The problem that all the other users/applications on our LAN experience
difficulties with their connections while my program is running - ie very slow
or timeouts.

We are all accessing a central postgres server.
My queries have no problems and as soon as I close my connection all the
other connection on the LAN are normal, once more.
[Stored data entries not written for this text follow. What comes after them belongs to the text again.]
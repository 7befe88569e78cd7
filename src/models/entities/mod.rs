pub mod inventory;
pub mod transaction;
pub mod user;
pub mod virtual_account;
pub mod wallet;
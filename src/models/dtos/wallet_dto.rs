use serde::{Deserialize, Serialize};

/// Everything the provisioning step needs to reserve a virtual account
/// for a freshly created (or resumed) wallet.
#[derive(Debug, Clone, Serialize)]
pub struct WalletHandle {
    pub user_id: i32,
    pub wallet_id: i32,
    pub full_name: String,
    pub email: String,
    pub bvn: String,
    pub account_reference: String,
}

#[derive(Debug, Clone, Copy, PartialEq, Eq, Serialize, Deserialize)]
#[serde(rename_all = "lowercase")]
pub enum TransactionKind {
    Credit,
    Debit,
}

impl TransactionKind {
    pub fn as_str(&self) -> &'static str {
        match self {
            TransactionKind::Credit => "credit",
            TransactionKind::Debit => "debit",
        }
    }

    /// Applies the kind's sign to a positive amount.
    pub fn signed(&self, amount: f64) -> f64 {
        match self {
            TransactionKind::Credit => amount,
            TransactionKind::Debit => -amount,
        }
    }
}

#[derive(Debug, Deserialize)]
pub struct TransactionPosting {
    pub kind: TransactionKind,
    pub amount: f64,
    pub settlement_amount: Option<f64>,
    pub bank_name: Option<String>,
    pub monnify_tran_ref: String,
    pub status: String,
}
use crate::clients::credentials::MonnifyCredentials;
use crate::models::app_config::AppConfig;
use crate::utility::db_pool::DbPool;
use eyre::Result;
use reqwest::Client;
use std::sync::Arc;
use std::time::Duration;

#[derive(Clone)]
pub struct AppState {
    pub db: DbPool,
    pub http_client: Client,
    pub config: AppConfig,
    pub credentials: Arc<MonnifyCredentials>,
}

impl AppState {
    pub fn new(db: DbPool, config: AppConfig) -> Result<Arc<Self>> {
        let http = Client::builder().timeout(Duration::from_secs(10)).build()?;

        let credentials = Arc::new(MonnifyCredentials::new(&config.monnify));

        Ok(Arc::new(Self {
            db,
            http_client: http,
            config,
            credentials,
        }))
    }
}
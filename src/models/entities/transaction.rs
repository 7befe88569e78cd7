use chrono::NaiveDateTime;
use diesel::{Associations, Identifiable, Insertable, Queryable};
use serde::Serialize;

#[derive(Debug, Clone, Queryable, Identifiable, Associations, Serialize)]
#[diesel(table_name = crate::schema::transactions)]
#[diesel(belongs_to(crate::models::entities::wallet::Wallet))]
pub struct Transaction {
    pub id: i32,
    pub wallet_id: i32,
    pub txn_type: String,
    pub amount: f64,
    pub settlement_amount: Option<f64>,
    pub bank_name: Option<String>,
    pub monnify_tran_ref: String,
    pub status: String,
    pub created_at: NaiveDateTime,
}

#[derive(Insertable)]
#[diesel(table_name = crate::schema::transactions)]
pub struct NewTransaction<'a> {
    pub wallet_id: i32,
    pub txn_type: &'a str,
    pub amount: f64,
    pub settlement_amount: Option<f64>,
    pub bank_name: Option<&'a str>,
    pub monnify_tran_ref: &'a str,
    pub status: &'a str,
}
Any advise or suggestions?

Sounds like a LAN problem -- AFAICT the connection to PostgreSQL
should be just like any other TCP connection. Are you transferring
a lot of data? Try simulating LAN traffic using another network
application that transfers a lot of data, and see if the problem
occurs then.

Cheers,

Neil

--
Neil Conway <neilconway@rogers.com>
PGP Key ID: DB3C29FC

#6Jan Wieck
JanWieck@Yahoo.com
In reply to: Andrew Sullivan (#3)
Re: Slow connection

Andrew Sullivan wrote:

On Fri, Jun 07, 2002 at 04:39:53PM +0200, Arthur wrote:

I can outline the basic logic of the program, maybe you can pick
something up. I query a table and process the rows. For each row an
update statement is run that updates data in the processed row. I
use a persistant connection for the updates, but I'm not keen to do
transaction batches wtih commit/rollback, etc.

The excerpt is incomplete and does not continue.